* **Task goal**:
Among the records that follow, how many lines contain the word "ILIKE"? Give the number and no other words.

━━━ Records shown ━━━

#[sqlx::test(migrations = "../../migrations")]
async fn health_needs_no_authentication(pool: PgPool) {
    let (app, _) = setup(pool).await;
    let response = app
        .oneshot(
            Request::builder()
                .uri("/health")
                .body(Body::empty())
                .unwrap(),
        )
        .await
        .unwrap();
    assert_eq!(response.status(), StatusCode::OK);
    let body = body_json(response).await;
    assert_eq!(body["status"], "ok");
    assert_eq!(body["service"], "gesco");
}

#[sqlx::test(migrations = "../../migrations")]
async fn nested_contact_is_tenant_checked_through_its_tiers(pool: PgPool) {
    let (app, state) = setup(pool).await;
    let token = admin_token(&state);
    // Tiers 2 appartient à l'entreprise 2 : refus via la résolution
    // transitive, pas de fuite d'information au-delà du 403.
    let response = app
        .oneshot(get_with_token("/api/v1/partenaires/tiers/2/contacts", &token))
        .await
        .unwrap();
    assert_eq!(response.status(), StatusCode::FORBIDDEN);
    let body = body_json(response).await;
    assert_eq!(body["code"], "FORBIDDEN_ENTREPRISE");
}
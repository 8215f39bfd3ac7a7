use async_trait::async_trait;
use chrono::{DateTime, Utc};
use sqlx::FromRow;

use gesco_core::domain::{NewUtilisateur, Utilisateur};
use gesco_core::error::DomainError;
use gesco_core::messages;
use gesco_core::repositories::{PageFilter, UtilisateurRepository};

use crate::database::Tx;
use crate::postgres::{db_err, map_db_err};

const COLUMNS: &str = "id, entreprise_id, role_id, login, email, nom, prenom, \
     password_hash, is_active, last_login_at, created_at, updated_at, deleted_at";

pub struct PgUtilisateurRepository {
    tx: Tx,
}

impl PgUtilisateurRepository {
    pub fn new(tx: Tx) -> Self {
        Self { tx }
    }
}

#[derive(Debug, FromRow)]
struct UtilisateurRow {
    id: i64,
    entreprise_id: i64,
    role_id: i64,
    login: String,
    email: Option<String>,
    nom: Option<String>,
    prenom: Option<String>,
    password_hash: String,
    is_active: bool,
    last_login_at: Option<DateTime<Utc>>,
    created_at: DateTime<Utc>,
    updated_at: DateTime<Utc>,
    deleted_at: Option<DateTime<Utc>>,
}

impl From<UtilisateurRow> for Utilisateur {
    fn from(row: UtilisateurRow) -> Self {
        Utilisateur {
            id: row.id,
            entreprise_id: row.entreprise_id,
            role_id: row.role_id,
            login: row.login,
            email: row.email,
            nom: row.nom,
            prenom: row.prenom,
            password_hash: row.password_hash,
            is_active: row.is_active,
            last_login_at: row.last_login_at,
            created_at: row.created_at,
            updated_at: row.updated_at,
            deleted_at: row.deleted_at,
        }
    }
}

#[async_trait]
impl UtilisateurRepository for PgUtilisateurRepository {
    async fn find_by_id(&self, id: i64) -> Result<Option<Utilisateur>, DomainError> {
        let mut conn = self.tx.conn().await?;
        let row: Option<UtilisateurRow> = sqlx::query_as(&format!(
            "SELECT {COLUMNS} FROM utilisateurs WHERE id = $1 AND deleted_at IS NULL"
        ))
        .bind(id)
        .fetch_optional(&mut *conn)
        .await
        .map_err(db_err)?;
        Ok(row.map(Into::into))
    }

    async fn find_by_entreprise_and_login(
        &self,
        entreprise_id: i64,
        login_or_email: &str,
    ) -> Result<Option<Utilisateur>, DomainError> {
        let mut conn = self.tx.conn().await?;
        let row: Option<UtilisateurRow> = sqlx::query_as(&format!(
            "SELECT {COLUMNS} FROM utilisateurs \
             WHERE entreprise_id = $1 \
               AND (login = $2 OR LOWER(email) = LOWER($2)) \
               AND deleted_at IS NULL"
        ))
        .bind(entreprise_id)
        .bind(login_or_email)
        .fetch_optional(&mut *conn)
        .await
        .map_err(db_err)?;
        Ok(row.map(Into::into))
    }

    async fn find_by_entreprise(
        &self,
        entreprise_id: i64,
        filter: &PageFilter,
    ) -> Result<Vec<Utilisateur>, DomainError> {
        let mut conn = self.tx.conn().await?;
        let rows: Vec<UtilisateurRow> = sqlx::query_as(&format!(
            "SELECT {COLUMNS} FROM utilisateurs \
             WHERE entreprise_id = $1 AND deleted_at IS NULL \
               AND (NOT $2 OR is_active) \
               AND ($3::text IS NULL OR login ILIKE '%' || $3 || '%' \
                    OR nom ILIKE '%' || $3 || '%' OR prenom ILIKE '%' || $3 || '%') \
             ORDER BY login \
             OFFSET $4 LIMIT $5"
        ))
        .bind(entreprise_id)
        .bind(filter.actif_only)
        .bind(filter.search.as_deref())
        .bind(filter.skip)
        .bind(filter.limit)
        .fetch_all(&mut *conn)
        .await
        .map_err(db_err)?;
        Ok(rows.into_iter().map(Into::into).collect())
    }

    async fn insert(&self, user: &NewUtilisateur) -> Result<Utilisateur, DomainError> {
        let mut conn = self.tx.conn().await?;
        let row: UtilisateurRow = sqlx::query_as(&format!(
            "INSERT INTO utilisateurs \
             (entreprise_id, role_id, login, email, nom, prenom, password_hash, is_active) \
             VALUES ($1, $2, $3, $4, $5, $6, $7, $8) \
             RETURNING {COLUMNS}"
        ))
        .bind(user.entreprise_id)
        .bind(user.role_id)
        .bind(&user.login)
        .bind(&user.email)
        .bind(&user.nom)
        .bind(&user.prenom)
        .bind(&user.password_hash)
        .bind(user.is_active)
        .fetch_one(&mut *conn)
        .await
        .map_err(|e| map_db_err(e, messages::UTILISATEUR_LOGIN_EXISTS))?;
        Ok(row.into())
    }

    async fn update(&self, user: &Utilisateur) -> Result<Utilisateur, DomainError> {
        let mut conn = self.tx.conn().await?;
        let row: UtilisateurRow = sqlx::query_as(&format!(
            "UPDATE utilisateurs SET \
             role_id = $2, email = $3, nom = $4, prenom = $5, \
             password_hash = $6, is_active = $7, updated_at = NOW() \
             WHERE id = $1 AND deleted_at IS NULL \
             RETURNING {COLUMNS}"
        ))
        .bind(user.id)
        .bind(user.role_id)
        .bind(&user.email)
        .bind(&user.nom)
        .bind(&user.prenom)
        .bind(&user.password_hash)
        .bind(user.is_active)
        .fetch_one(&mut *conn)
        .await
        .map_err(db_err)?;
        Ok(row.into())
    }

    async fn record_login(&self, id: i64) -> Result<(), DomainError> {
        let mut conn = self.tx.conn().await?;
        sqlx::query("UPDATE utilisateurs SET last_login_at = NOW() WHERE id = $1")
            .bind(id)
            .execute(&mut *conn)
            .await
            .map_err(db_err)?;
        Ok(())
    }

    async fn soft_delete(&self, id: i64) -> Result<(), DomainError> {
        let mut conn = self.tx.conn().await?;
        sqlx::query(
            "UPDATE utilisateurs SET deleted_at = NOW(), is_active = FALSE \
             WHERE id = $1 AND deleted_at IS NULL",
        )
        .bind(id)
        .execute(&mut *conn)
        .await
        .map_err(db_err)?;
        Ok(())
    }
}
//! Assemblage du routeur
//!
//! Les routes `/api/v1` passent toutes par la portée transactionnelle ; la
//! limitation de débit enveloppe l'ensemble, santé comprise. CORS est posé
//! par le binaire (configuration d'origines).

use axum::middleware;
use axum::routing::get;
use axum::Router;

use crate::handlers::{auth, commercial, health, parametrage, partenaires, systeme};
use crate::middleware::{rate_limit, tx};
use crate::state::AppState;

pub fn app(state: AppState) -> Router {
    let api = Router::new()
        .merge(auth::router())
        .merge(parametrage::router())
        .merge(partenaires::router())
        .merge(commercial::router())
        .merge(systeme::router())
        .layer(middleware::from_fn_with_state(
            state.clone(),
            tx::transaction_layer,
        ));

    Router::new()
        .route("/", get(health::root))
        .route("/health", get(health::health_check))
        .nest(&state.settings.api_v1_prefix, api)
        .layer(middleware::from_fn_with_state(
            state.clone(),
            rate_limit::rate_limit_layer,
        ))
        .with_state(state)
}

━━━

* **Exercise solution**:
2